In the records that come next, find every line with "PriceVolumeCandlestick". Return those lines.

:: Data extract ::
******

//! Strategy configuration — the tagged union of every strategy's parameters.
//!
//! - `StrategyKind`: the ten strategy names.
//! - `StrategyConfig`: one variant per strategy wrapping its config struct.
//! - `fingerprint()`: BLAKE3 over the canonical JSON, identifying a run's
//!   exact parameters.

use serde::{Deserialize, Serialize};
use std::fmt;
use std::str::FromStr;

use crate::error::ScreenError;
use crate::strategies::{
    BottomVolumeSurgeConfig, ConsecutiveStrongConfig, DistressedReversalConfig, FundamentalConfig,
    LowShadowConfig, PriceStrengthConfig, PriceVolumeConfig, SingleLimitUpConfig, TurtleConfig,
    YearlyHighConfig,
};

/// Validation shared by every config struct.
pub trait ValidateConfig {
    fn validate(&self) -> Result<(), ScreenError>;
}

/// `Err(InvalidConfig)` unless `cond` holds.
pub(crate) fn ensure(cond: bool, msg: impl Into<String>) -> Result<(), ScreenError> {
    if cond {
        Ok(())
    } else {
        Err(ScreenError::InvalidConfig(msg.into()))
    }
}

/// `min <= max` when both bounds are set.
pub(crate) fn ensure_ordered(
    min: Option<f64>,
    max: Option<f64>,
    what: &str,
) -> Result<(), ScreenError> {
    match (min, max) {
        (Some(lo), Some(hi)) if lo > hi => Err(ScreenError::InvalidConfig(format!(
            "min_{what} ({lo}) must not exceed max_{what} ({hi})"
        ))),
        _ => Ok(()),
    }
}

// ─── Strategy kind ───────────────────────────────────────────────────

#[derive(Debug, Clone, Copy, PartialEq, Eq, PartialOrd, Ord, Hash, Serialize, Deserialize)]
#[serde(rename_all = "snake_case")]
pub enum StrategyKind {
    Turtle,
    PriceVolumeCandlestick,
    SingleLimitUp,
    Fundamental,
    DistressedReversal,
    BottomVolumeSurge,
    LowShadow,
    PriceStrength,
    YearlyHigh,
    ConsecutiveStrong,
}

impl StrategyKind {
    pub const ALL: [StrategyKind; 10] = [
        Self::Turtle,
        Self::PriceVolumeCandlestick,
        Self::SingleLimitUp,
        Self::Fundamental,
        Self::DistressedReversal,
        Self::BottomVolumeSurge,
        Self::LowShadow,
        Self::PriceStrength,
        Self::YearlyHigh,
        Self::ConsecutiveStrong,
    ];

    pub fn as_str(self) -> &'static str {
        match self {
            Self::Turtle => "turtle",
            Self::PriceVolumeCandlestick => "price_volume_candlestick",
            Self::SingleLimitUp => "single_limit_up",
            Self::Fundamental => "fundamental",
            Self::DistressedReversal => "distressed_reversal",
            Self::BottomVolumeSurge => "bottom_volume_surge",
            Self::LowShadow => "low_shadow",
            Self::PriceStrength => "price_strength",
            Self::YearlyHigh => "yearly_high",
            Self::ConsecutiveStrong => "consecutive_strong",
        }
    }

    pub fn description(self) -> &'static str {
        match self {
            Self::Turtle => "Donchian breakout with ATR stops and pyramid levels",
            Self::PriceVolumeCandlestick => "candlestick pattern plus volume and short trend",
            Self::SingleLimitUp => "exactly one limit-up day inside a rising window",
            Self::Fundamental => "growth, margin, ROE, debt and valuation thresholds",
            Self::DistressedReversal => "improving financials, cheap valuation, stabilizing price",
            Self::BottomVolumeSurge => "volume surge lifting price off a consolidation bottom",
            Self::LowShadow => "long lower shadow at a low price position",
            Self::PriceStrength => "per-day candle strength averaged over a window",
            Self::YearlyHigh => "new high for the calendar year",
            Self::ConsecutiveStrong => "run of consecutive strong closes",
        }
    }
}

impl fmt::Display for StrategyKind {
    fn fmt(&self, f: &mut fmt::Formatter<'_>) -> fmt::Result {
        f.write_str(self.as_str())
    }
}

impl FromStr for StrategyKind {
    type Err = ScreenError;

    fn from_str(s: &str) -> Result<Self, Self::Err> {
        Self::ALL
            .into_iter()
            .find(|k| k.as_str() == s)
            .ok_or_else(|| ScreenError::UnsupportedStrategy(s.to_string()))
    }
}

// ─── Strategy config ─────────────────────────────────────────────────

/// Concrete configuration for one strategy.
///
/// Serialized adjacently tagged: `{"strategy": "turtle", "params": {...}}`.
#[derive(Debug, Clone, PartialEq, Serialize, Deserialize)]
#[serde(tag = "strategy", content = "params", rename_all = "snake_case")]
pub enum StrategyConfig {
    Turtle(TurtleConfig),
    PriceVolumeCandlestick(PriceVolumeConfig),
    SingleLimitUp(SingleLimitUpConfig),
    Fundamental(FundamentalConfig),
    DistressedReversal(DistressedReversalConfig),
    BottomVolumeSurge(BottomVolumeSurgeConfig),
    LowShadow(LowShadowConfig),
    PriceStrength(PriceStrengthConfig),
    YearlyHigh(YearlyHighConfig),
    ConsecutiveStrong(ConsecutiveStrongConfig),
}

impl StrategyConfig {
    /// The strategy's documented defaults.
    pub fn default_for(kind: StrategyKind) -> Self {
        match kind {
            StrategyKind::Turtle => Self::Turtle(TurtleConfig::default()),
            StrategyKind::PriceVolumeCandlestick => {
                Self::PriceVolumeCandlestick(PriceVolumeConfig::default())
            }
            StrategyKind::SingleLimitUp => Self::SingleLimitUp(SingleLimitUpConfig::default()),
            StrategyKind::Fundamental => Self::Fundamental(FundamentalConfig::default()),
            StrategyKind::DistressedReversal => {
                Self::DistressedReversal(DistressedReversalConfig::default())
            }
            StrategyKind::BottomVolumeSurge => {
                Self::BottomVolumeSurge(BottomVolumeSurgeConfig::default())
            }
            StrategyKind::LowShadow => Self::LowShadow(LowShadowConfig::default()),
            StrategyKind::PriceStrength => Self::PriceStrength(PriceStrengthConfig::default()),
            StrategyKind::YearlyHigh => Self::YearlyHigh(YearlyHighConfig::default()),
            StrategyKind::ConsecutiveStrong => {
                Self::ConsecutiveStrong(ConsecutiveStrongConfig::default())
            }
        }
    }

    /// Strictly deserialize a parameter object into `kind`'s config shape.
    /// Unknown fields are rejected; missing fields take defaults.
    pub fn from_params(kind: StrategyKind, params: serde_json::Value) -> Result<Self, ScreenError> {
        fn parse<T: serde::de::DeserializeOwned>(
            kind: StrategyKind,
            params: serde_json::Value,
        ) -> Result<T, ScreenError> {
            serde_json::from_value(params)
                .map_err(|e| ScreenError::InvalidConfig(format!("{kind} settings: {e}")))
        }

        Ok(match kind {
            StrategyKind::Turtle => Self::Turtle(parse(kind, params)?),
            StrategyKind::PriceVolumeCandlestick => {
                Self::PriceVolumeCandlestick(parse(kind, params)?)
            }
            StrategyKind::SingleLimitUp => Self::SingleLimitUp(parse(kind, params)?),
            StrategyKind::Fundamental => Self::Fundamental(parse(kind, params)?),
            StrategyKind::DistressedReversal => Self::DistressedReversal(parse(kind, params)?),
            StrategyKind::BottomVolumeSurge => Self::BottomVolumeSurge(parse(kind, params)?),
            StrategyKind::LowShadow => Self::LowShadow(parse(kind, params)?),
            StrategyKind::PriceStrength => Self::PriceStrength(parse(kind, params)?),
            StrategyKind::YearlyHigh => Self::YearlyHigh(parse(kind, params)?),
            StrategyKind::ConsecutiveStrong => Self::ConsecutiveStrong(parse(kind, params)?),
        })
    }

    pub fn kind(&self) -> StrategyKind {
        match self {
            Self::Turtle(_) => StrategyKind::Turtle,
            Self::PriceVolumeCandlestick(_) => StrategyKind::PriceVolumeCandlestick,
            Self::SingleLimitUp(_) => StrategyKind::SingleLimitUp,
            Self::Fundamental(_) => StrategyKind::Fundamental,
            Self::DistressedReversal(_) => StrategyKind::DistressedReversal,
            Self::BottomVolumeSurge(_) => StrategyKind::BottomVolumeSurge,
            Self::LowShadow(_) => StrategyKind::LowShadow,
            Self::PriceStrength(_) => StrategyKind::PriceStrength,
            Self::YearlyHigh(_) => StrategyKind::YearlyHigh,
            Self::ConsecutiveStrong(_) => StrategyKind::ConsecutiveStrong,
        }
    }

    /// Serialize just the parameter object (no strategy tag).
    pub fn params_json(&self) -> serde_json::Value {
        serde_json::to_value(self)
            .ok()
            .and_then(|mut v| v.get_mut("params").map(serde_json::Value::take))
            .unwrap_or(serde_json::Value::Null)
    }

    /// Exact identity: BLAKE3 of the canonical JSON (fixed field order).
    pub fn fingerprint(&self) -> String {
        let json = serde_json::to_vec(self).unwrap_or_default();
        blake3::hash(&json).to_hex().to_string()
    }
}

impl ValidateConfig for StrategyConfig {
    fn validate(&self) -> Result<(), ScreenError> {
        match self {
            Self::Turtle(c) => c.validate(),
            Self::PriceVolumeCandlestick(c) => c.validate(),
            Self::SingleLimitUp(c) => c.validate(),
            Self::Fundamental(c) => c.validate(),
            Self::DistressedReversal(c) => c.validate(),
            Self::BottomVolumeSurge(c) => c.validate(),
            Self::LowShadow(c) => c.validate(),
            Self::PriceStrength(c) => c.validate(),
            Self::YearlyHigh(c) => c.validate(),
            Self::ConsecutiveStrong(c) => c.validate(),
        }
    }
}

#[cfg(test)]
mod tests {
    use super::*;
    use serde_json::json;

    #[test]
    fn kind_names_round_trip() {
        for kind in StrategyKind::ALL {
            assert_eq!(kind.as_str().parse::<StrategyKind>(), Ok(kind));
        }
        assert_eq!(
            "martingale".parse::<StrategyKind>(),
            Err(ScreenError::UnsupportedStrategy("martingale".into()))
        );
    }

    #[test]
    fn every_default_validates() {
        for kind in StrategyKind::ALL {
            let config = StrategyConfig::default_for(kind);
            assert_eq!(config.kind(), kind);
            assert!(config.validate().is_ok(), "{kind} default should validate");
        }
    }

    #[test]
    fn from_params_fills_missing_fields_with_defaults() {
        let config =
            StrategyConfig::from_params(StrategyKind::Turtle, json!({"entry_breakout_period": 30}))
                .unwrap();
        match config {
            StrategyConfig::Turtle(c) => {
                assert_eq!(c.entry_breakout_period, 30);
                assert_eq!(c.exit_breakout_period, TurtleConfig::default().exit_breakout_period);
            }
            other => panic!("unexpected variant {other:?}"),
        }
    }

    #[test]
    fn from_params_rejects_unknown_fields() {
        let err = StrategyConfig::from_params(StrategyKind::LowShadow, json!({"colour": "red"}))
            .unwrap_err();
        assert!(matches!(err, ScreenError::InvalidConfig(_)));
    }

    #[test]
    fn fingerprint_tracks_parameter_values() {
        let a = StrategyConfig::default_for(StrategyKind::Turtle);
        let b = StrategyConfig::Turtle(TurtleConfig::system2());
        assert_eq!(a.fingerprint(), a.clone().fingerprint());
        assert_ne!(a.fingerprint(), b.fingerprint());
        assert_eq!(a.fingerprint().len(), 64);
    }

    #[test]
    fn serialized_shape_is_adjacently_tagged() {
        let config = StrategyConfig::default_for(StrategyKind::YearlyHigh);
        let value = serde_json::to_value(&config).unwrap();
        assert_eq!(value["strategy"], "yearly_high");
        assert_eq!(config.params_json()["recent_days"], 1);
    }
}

******

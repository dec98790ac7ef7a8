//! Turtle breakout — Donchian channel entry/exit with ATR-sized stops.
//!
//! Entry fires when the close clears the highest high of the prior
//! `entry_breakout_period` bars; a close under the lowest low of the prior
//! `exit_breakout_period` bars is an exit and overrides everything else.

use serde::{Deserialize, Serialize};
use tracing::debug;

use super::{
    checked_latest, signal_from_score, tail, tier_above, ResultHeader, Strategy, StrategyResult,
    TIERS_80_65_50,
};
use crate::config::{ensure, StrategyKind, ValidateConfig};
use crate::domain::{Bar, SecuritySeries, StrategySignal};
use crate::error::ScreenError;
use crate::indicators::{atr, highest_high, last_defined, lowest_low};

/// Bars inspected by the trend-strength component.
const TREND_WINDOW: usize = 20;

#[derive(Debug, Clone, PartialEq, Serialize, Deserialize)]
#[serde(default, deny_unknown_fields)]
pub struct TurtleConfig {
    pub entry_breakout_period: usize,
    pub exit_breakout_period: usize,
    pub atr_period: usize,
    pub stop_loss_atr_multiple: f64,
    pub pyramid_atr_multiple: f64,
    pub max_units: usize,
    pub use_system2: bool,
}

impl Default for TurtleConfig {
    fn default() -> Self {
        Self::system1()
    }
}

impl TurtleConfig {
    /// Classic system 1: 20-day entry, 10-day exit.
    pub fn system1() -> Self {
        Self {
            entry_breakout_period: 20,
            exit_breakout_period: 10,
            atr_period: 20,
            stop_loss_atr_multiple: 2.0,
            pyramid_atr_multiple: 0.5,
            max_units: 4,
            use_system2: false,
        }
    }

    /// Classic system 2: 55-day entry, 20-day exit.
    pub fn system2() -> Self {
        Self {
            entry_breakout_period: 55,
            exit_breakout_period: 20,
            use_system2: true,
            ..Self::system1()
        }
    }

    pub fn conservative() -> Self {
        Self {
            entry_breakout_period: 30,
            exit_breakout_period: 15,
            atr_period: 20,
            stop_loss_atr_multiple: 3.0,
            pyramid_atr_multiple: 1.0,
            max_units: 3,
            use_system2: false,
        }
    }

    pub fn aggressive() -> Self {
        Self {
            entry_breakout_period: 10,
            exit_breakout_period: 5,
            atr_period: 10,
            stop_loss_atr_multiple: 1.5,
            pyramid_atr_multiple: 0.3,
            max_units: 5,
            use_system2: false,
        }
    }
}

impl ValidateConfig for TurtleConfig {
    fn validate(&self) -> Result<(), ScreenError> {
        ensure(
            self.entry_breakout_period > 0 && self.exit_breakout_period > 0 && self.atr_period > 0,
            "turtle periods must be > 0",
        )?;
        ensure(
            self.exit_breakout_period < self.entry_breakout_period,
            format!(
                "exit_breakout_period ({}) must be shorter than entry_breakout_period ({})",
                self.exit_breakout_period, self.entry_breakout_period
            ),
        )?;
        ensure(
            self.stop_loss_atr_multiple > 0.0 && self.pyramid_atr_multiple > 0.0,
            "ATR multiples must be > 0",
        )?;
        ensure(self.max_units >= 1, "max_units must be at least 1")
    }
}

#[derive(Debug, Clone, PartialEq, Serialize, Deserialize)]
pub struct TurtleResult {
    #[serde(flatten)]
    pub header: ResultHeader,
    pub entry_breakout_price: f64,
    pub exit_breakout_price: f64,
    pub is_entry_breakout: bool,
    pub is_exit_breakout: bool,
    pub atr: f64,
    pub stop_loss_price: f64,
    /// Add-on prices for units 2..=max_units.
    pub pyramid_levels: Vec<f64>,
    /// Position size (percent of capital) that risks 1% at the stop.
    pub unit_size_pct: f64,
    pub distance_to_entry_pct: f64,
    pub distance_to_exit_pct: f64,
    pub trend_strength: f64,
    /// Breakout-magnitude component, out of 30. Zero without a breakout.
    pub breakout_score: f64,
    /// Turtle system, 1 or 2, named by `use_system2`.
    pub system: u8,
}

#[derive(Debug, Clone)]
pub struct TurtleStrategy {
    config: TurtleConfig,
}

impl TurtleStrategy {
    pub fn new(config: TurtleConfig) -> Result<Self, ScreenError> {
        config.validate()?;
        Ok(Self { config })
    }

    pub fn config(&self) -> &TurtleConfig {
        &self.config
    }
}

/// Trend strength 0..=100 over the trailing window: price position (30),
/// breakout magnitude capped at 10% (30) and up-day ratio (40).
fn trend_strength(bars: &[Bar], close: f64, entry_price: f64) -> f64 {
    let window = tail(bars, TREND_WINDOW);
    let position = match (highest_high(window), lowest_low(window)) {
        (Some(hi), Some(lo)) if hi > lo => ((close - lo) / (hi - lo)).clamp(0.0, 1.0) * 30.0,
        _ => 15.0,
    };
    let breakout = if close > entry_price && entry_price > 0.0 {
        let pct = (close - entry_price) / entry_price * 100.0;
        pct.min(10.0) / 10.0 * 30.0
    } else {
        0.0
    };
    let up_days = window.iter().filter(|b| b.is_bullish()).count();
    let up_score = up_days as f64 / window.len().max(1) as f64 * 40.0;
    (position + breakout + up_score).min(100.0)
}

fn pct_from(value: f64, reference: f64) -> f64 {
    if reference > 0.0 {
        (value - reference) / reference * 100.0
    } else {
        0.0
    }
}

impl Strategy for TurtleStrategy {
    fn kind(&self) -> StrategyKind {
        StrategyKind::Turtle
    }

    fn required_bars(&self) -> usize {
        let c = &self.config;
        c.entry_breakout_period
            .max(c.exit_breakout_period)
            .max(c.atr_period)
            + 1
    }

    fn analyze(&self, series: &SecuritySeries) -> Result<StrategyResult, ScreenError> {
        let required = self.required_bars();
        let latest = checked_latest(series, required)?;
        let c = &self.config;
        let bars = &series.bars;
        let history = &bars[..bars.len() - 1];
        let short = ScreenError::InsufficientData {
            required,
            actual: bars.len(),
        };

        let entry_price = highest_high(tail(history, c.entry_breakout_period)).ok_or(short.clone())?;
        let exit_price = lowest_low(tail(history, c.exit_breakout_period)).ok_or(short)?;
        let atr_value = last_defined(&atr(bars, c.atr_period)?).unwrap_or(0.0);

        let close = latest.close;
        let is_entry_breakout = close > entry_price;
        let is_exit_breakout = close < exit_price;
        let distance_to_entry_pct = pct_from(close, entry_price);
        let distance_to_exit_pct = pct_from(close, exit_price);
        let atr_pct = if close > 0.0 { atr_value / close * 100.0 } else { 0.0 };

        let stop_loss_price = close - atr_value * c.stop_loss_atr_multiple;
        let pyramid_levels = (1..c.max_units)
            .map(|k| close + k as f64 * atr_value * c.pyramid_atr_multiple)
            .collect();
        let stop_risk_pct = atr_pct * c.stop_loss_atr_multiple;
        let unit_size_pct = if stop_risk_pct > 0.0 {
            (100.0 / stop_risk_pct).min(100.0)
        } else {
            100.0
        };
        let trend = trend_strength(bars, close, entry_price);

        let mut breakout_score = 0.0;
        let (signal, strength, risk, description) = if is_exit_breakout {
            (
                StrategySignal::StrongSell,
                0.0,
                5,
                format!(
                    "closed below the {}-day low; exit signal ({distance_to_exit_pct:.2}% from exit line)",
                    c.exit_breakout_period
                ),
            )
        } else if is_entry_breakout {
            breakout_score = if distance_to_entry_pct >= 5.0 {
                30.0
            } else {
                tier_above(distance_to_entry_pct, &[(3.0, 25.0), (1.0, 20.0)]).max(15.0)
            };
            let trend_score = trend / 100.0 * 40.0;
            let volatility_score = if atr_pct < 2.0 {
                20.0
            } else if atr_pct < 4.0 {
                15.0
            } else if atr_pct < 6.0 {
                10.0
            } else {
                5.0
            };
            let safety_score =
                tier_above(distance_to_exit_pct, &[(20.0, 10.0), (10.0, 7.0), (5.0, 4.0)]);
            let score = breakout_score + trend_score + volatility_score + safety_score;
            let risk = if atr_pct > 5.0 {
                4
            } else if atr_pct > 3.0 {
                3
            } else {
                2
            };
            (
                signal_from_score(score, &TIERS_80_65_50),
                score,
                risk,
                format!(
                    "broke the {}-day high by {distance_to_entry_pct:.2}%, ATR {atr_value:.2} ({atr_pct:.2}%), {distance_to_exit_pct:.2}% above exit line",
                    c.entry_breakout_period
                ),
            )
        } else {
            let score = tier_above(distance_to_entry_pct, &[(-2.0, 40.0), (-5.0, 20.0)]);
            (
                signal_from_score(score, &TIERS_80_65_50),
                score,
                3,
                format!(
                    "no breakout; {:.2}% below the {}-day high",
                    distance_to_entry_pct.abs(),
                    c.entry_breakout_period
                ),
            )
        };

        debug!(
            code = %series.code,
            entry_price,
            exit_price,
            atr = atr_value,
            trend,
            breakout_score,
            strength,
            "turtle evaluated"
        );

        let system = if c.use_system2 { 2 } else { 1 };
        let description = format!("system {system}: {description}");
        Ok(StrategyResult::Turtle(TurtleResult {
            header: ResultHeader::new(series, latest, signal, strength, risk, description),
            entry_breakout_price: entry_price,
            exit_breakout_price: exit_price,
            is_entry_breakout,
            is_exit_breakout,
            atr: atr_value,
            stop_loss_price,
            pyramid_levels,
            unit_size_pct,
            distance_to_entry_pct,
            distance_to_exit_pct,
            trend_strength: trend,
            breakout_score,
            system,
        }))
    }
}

******

:: Reply ::
    PriceVolumeCandlestick,
        Self::PriceVolumeCandlestick,
            Self::PriceVolumeCandlestick => "price_volume_candlestick",
            Self::PriceVolumeCandlestick => "candlestick pattern plus volume and short trend",
    PriceVolumeCandlestick(PriceVolumeConfig),
            StrategyKind::PriceVolumeCandlestick => {
                Self::PriceVolumeCandlestick(PriceVolumeConfig::default())
            StrategyKind::PriceVolumeCandlestick => {
                Self::PriceVolumeCandlestick(parse(kind, params)?)
            Self::PriceVolumeCandlestick(_) => StrategyKind::PriceVolumeCandlestick,
            Self::PriceVolumeCandlestick(c) => c.validate(),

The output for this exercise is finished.